¿Cuándo pedimos perdón? Cuando hacemos algo errado que, sin embargo, no consideramos gravísimo, de modo que, por una parte, pretendemos que el ofendido nos perdone enseguida y, por la otra, manifestamos el deseo de cerrar la desavenencia para poder seguir haciendo lo mismo. No se le piden disculpas a alguien a quien se está matando a palos, sino sólo a quien se ha golpeado ligeramente mientras íbamos demasiado de prisa. En este sentido, nos aburre un poco el vicio ya universal por el que alguien pide perdón por grandes acontecimientos históricos, genocidios, injusticias que claman venganza ante Dios. En casos tan graves no se pide perdón: admitimos que nos hemos equivocado y no pretendemos que los ofendidos tengan que dedicarse a mitigar las penas de nuestro virtuoso sufrimiento moral.
En un reciente discurso en Polonia, [el papa, Joseph] Ratzinger parece haber tomado distancia de todas las veces en que su predecesor pidió perdón por algo que la Iglesia y/o los cristianos hicieron en el pasado. Uso "y/o" porque todo el asunto se juega en esta pequeña diferencia: el Papa deja entender que si los cristianos han hecho cosas poco recomendables, eso no significa que la Iglesia recomendara hacerlas; pero que, aun habiéndolas recomendado casualmente, hay que tener en cuenta los tiempos. Y en efecto, justificar la pena de muerte antes de Cesare Beccaria es distinto de abogar por ella después.
Sin embargo, aun queriendo considerar el espíritu de los tiempos, hay cosas que resultan difíciles de tragar. Véase un texto como "Cristianos en armas. De San Agustín al papa Wojtyla", de Maria Teresa Fumagalli Beonio Brocchieri (Ediciones Laterza), que recorre antiguas prácticas y teorías de unos 15 siglos de cristianismo para mostrar, con documentos en mano, todas las veces que los padres y doctores de la Iglesia, teólogos y santos, han justificado o incluso glorificado la guerra, definiendo los muchísimos casos en los que era justo matar a los herejes, paganos, infieles, indios del Nuevo Mundo y otras categorías de personas desagradables y/o peligrosas.

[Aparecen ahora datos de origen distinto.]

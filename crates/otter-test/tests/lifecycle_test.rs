#[macro_use]
mod common;

use std::time::Duration;

use common::{find, log, run_file};
use otter_test::expect::expect;
use otter_test::{Collector, FileState, TestError, TestFile, TestState};
use otter_test_mock::Thrown;
use serde_json::json;

#[tokio::test]
async fn test_hook_order_across_nested_suites() {
    let log = log();
    let l = log.clone();
    let file = TestFile::new("/order.test.js", move |c: &mut Collector| {
        c.before_all(record!(l, "beforeAll root"));
        c.after_all(record!(l, "afterAll root"));
        c.before_each(record!(l, "beforeEach root"));
        c.after_each(record!(l, "afterEach root"));

        let l = l.clone();
        c.describe("outer", move |c| {
            c.before_all(record!(l, "beforeAll outer"));
            c.after_all(record!(l, "afterAll outer"));
            c.before_each(record!(l, "beforeEach outer"));
            c.after_each(record!(l, "afterEach outer 1"));
            c.after_each(record!(l, "afterEach outer 2"));

            let body = l.clone();
            c.it("a", move |ctx| {
                let log = body.clone();
                async move {
                    log.lock().push("test a".to_string());
                    let finished = log.clone();
                    ctx.on_test_finished(move |state| async move {
                        finished.lock().push(format!("finished a ({state:?})"));
                    });
                }
            });

            let l = l.clone();
            c.describe("inner", move |c| {
                c.before_each(record!(l, "beforeEach inner"));
                c.after_each(record!(l, "afterEach inner"));
                c.it("b", record!(l, "test b"));
            });
        });
    });

    let (result, _) = run_file(file).await;
    assert_eq!(result.state, FileState::Passed);
    assert_eq!(
        *log.lock(),
        vec![
            "beforeAll root",
            "beforeAll outer",
            "beforeEach root",
            "beforeEach outer",
            "test a",
            "afterEach outer 2",
            "afterEach outer 1",
            "afterEach root",
            "finished a (Passed)",
            "beforeEach root",
            "beforeEach outer",
            "beforeEach inner",
            "test b",
            "afterEach inner",
            "afterEach outer 2",
            "afterEach outer 1",
            "afterEach root",
            "afterAll outer",
            "afterAll root",
        ]
    );
}

#[tokio::test]
async fn test_before_all_failure_fails_subtree() {
    let log = log();
    let l = log.clone();
    let file = TestFile::new("/broken.test.js", move |c: &mut Collector| {
        let l = l.clone();
        c.describe("broken", move |c| {
            c.before_all(|_| async { Err::<(), _>(Thrown::error("db down")) });
            c.after_all(record!(l, "afterAll"));
            c.it("first", record!(l, "first"));
            c.describe("nested", |c| {
                c.it("second", |_| async {});
            });
            c.todo("later");
        });
        c.it("outside", |_| async {});
    });

    let (result, _) = run_file(file).await;
    assert_eq!(*log.lock(), vec!["afterAll"]);

    for name in ["broken > first", "broken > nested > second"] {
        let test = find(&result, name);
        assert_eq!(test.state, TestState::Failed);
        assert_eq!(test.errors[0].message, "beforeAll hook failed: Error: db down");
    }
    assert_eq!(find(&result, "broken > later").state, TestState::Todo);
    assert_eq!(find(&result, "outside").state, TestState::Passed);
    assert_eq!(result.suites.len(), 1);
    assert_eq!(result.suites[0].full_name, "broken");
    assert_eq!(result.state, FileState::Failed);
}

#[tokio::test]
async fn test_before_each_failure_skips_body_but_runs_after_each() {
    let log = log();
    let l = log.clone();
    let file = TestFile::new("/each.test.js", move |c: &mut Collector| {
        c.before_each(|_| async { Err::<(), _>(Thrown::type_error("no fixture")) });
        c.before_each(record!(l, "second beforeEach"));
        c.after_each(record!(l, "afterEach"));
        c.it("body", record!(l, "body"));
    });

    let (result, _) = run_file(file).await;
    assert_eq!(*log.lock(), vec!["afterEach"]);
    let test = find(&result, "body");
    assert_eq!(test.state, TestState::Failed);
    assert_eq!(test.errors[0].name, "TypeError");
    assert_eq!(test.errors[0].message, "beforeEach hook failed: TypeError: no fixture");
}

#[tokio::test]
async fn test_after_all_errors_do_not_change_test_results() {
    let file = TestFile::new("/after.test.js", |c: &mut Collector| {
        c.describe("s", |c| {
            c.after_all(|_| async { Err::<(), _>(Thrown::error("cleanup failed")) });
            c.it("passes", |_| async {});
        });
    });
    let (result, _) = run_file(file).await;
    assert_eq!(find(&result, "s > passes").state, TestState::Passed);
    assert_eq!(result.suites[0].errors[0].message, "afterAll hook failed: Error: cleanup failed");
    assert_eq!(result.state, FileState::Failed);
}

#[tokio::test]
async fn test_after_each_failure_still_runs_remaining_hooks() {
    let log = log();
    let l = log.clone();
    let file = TestFile::new("/after_each.test.js", move |c: &mut Collector| {
        c.after_each(record!(l, "release db"));
        c.after_each(|_| async { Err::<(), _>(Thrown::error("cleanup broke")) });
        c.it("passes", record!(l, "body"));
    });

    let (result, _) = run_file(file).await;
    // afterEach hooks run newest first, so the failing one goes before the recorder
    assert_eq!(*log.lock(), vec!["body", "release db"]);
    let test = find(&result, "passes");
    assert_eq!(test.state, TestState::Failed);
    assert_eq!(test.errors.len(), 1);
    assert_eq!(test.errors[0].name, "Error");
    assert_eq!(test.errors[0].message, "afterEach hook failed: Error: cleanup broke");
}

#[tokio::test]
async fn test_throwing_listener_fails_test_and_others_still_run() {
    let log = log();
    let l = log.clone();
    let file = TestFile::new("/listener_error.test.js", move |c: &mut Collector| {
        let log = l.clone();
        c.it("passes", move |ctx| {
            let log = log.clone();
            async move {
                ctx.on_test_finished(move |state| async move {
                    log.lock().push(format!("first listener ({state:?})"));
                });
                ctx.on_test_finished(|_| async { Err::<(), _>(Thrown::error("listener broke")) });
            }
        });
    });

    let (result, _) = run_file(file).await;
    assert_eq!(*log.lock(), vec!["first listener (Passed)"]);
    let test = find(&result, "passes");
    assert_eq!(test.state, TestState::Failed);
    assert_eq!(test.errors.len(), 1);
    assert_eq!(test.errors[0].name, "Error");
    assert_eq!(test.errors[0].message, "listener broke");
}

#[tokio::test(start_paused = true)]
async fn test_outcomes() {
    let file = TestFile::new("/outcomes.test.js", |c: &mut Collector| {
        c.test("flaky").retry(2).run(|ctx| async move {
            if ctx.retry_count() < 2 {
                return Err(TestError::assertion("not yet"));
            }
            Ok(())
        });
        c.test("expected failure").fails().run(|_| async { expect(1).to_be(2) });
        c.test("unexpected pass").fails().run(|_| async {});
        c.it("skips itself", |ctx| async move { Err::<(), _>(ctx.skip("offline")) });
        c.test("hangs").timeout(50).run(|_| async {
            tokio::time::sleep(Duration::from_secs(60)).await;
        });
        c.test("hangs even when expected to fail").fails().timeout(50).run(|_| async {
            tokio::time::sleep(Duration::from_secs(60)).await;
        });
        c.it("panics", |_| async {
            let empty: Vec<i32> = Vec::new();
            assert!(!empty.is_empty(), "list was empty");
        });
    });

    let (result, _) = run_file(file).await;

    let flaky = find(&result, "flaky");
    assert_eq!(flaky.state, TestState::Passed);
    assert_eq!(flaky.retry_count, 2);

    assert_eq!(find(&result, "expected failure").state, TestState::Passed);
    let unexpected = find(&result, "unexpected pass");
    assert_eq!(unexpected.state, TestState::Failed);
    assert_eq!(unexpected.errors[0].message, "Expect test to fail");

    assert_eq!(find(&result, "skips itself").state, TestState::Skipped);

    let hangs = find(&result, "hangs");
    assert_eq!(hangs.state, TestState::TimedOut);
    assert_eq!(hangs.errors[0].message, "Test timed out in 50ms.");
    assert_eq!(find(&result, "hangs even when expected to fail").state, TestState::TimedOut);

    let panics = find(&result, "panics");
    assert_eq!(panics.state, TestState::Failed);
    assert_eq!(panics.errors[0].name, "AssertionError");
    assert_eq!(panics.errors[0].message, "list was empty");
}

#[tokio::test]
async fn test_failure_listeners_only_fire_on_failure() {
    let log = log();
    let l = log.clone();
    let file = TestFile::new("/listeners.test.js", move |c: &mut Collector| {
        for (name, pass) in [("ok", true), ("bad", false)] {
            let log = l.clone();
            c.it(name, move |ctx| {
                let log = log.clone();
                async move {
                    let failed = log.clone();
                    ctx.on_test_failed(move |state| async move {
                        failed.lock().push(format!("{name} failed ({state:?})"));
                    });
                    let finished = log.clone();
                    ctx.on_test_finished(move |_| async move {
                        finished.lock().push(format!("{name} finished"));
                    });
                    if pass { Ok(()) } else { Err(TestError::assertion("boom")) }
                }
            });
        }
    });

    run_file(file).await;
    assert_eq!(
        *log.lock(),
        vec!["ok finished", "bad failed (Failed)", "bad finished"]
    );
}

#[tokio::test]
async fn test_describe_each_and_test_each() {
    let file = TestFile::new("/table.test.js", |c: &mut Collector| {
        c.suite("add $a + $b").each(
            vec![json!({"a": 1, "b": 2, "expected": 3}), json!({"a": 2, "b": 2, "expected": 5})],
            |c, args| {
                let row = args[0].clone();
                let expected = row["expected"].clone();
                c.it(&format!("returns {expected}"), move |_| {
                    let row = row.clone();
                    async move {
                        let sum = row["a"].as_i64().unwrap_or(0) + row["b"].as_i64().unwrap_or(0);
                        expect(sum).to_be(row["expected"].as_i64().unwrap_or(0))
                    }
                });
            },
        );
        c.test("%s is %s")
            .each(vec![json!(["a", "a"]), json!(["a", "b"])], |_, args| async move {
                expect(args[0].clone()).to_be(args[1].clone())
            });
    });

    let (result, events) = run_file(file).await;
    assert_eq!(find(&result, "add 1 + 2 > returns 3").state, TestState::Passed);
    assert_eq!(find(&result, "add 2 + 2 > returns 5").state, TestState::Failed);
    assert_eq!(find(&result, "a is a").state, TestState::Passed);
    assert_eq!(find(&result, "a is b").state, TestState::Failed);
    assert_eq!(
        events.started(),
        vec!["add 1 + 2 > returns 3", "add 2 + 2 > returns 5", "a is a", "a is b"]
    );
}

#[tokio::test]
async fn test_collection_error_reports_file_without_running() {
    let log = log();
    let l = log.clone();
    let file = TestFile::new("/throws.test.js", move |c: &mut Collector| {
        c.it("registered first", record!(l, "ran"));
        Err::<(), _>(Thrown {
            name: "ReferenceError".to_string(),
            message: "helper is not defined".to_string(),
        })
    });

    let (result, events) = run_file(file).await;
    assert!(log.lock().is_empty());
    assert!(result.tests.is_empty());
    assert!(events.started().is_empty());
    let error = result.error.expect("file error");
    assert_eq!(error.name, "ReferenceError");
    assert_eq!(result.state, FileState::Failed);
}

Lo que endulza el catálogo es que Fumagalli demuestra cómo con esta serie de partidarios de la guerra se entrelazan los esfuerzos apasionados de hombres de la Iglesia que intentaron suavizar los conflictos armados dictando reglas orientadas a minimizar el horror, como la condena de la guerra santa por parte de Marsilio de Padua hasta los pronunciamientos pontificios, desde Benedicto XV a Juan XXIII, contra la "inútil matanza". Pero precisamente a causa de esta dialéctica entre "guerreros" y "pacíficos" tendríamos que rechazar el argumento de que los tiempos eran lo que eran. A muchos les ha sido posible ir contra la mentalidad de la propia época: junto a San Bernardo, que se habría comido a un musulmán para desayunar y a otro para cenar, estaba San Francisco, y contemporánea de Oriana Fallaci ha sido la Madre Teresa de Calcuta.
Con eso, el argumento de los tiempos no hay que rechazarlo por completo. Aunque, en conclusión, Fumagalli ve estas contradicciones como vinculadas a nuestros más profundos instintos de agresividad, yo diría, más bien, que el mensaje evangélico, para transformarse en religión oficial, tuvo que hacer las cuentas con el mundo en el que se insertaba, con los usos y costumbres feroces del Imperio, con la mística guerrera de los pueblos bárbaros.
Se adaptó, tal y como cristianizó las festividades paganas y les ofreció inmediatamente una pléyade de santos a los campesinos paganos incapaces de abandonar su consolador politeísmo. Una cosa es el mensaje cristiano, otra la civilización cristiana como fenómeno romano-barbárico.
¿Pedir perdón por una cultura que muchos consideran las raíces de Europa, y que ha fundido de forma indisoluble Evangelio y Cruzadas? Mejor sería, digo yo, aprender a valorar, a partir de esta lección, las luces y las sombras de otras religiones y otras culturas. Este sí que sería un modo razonable de enmendarse.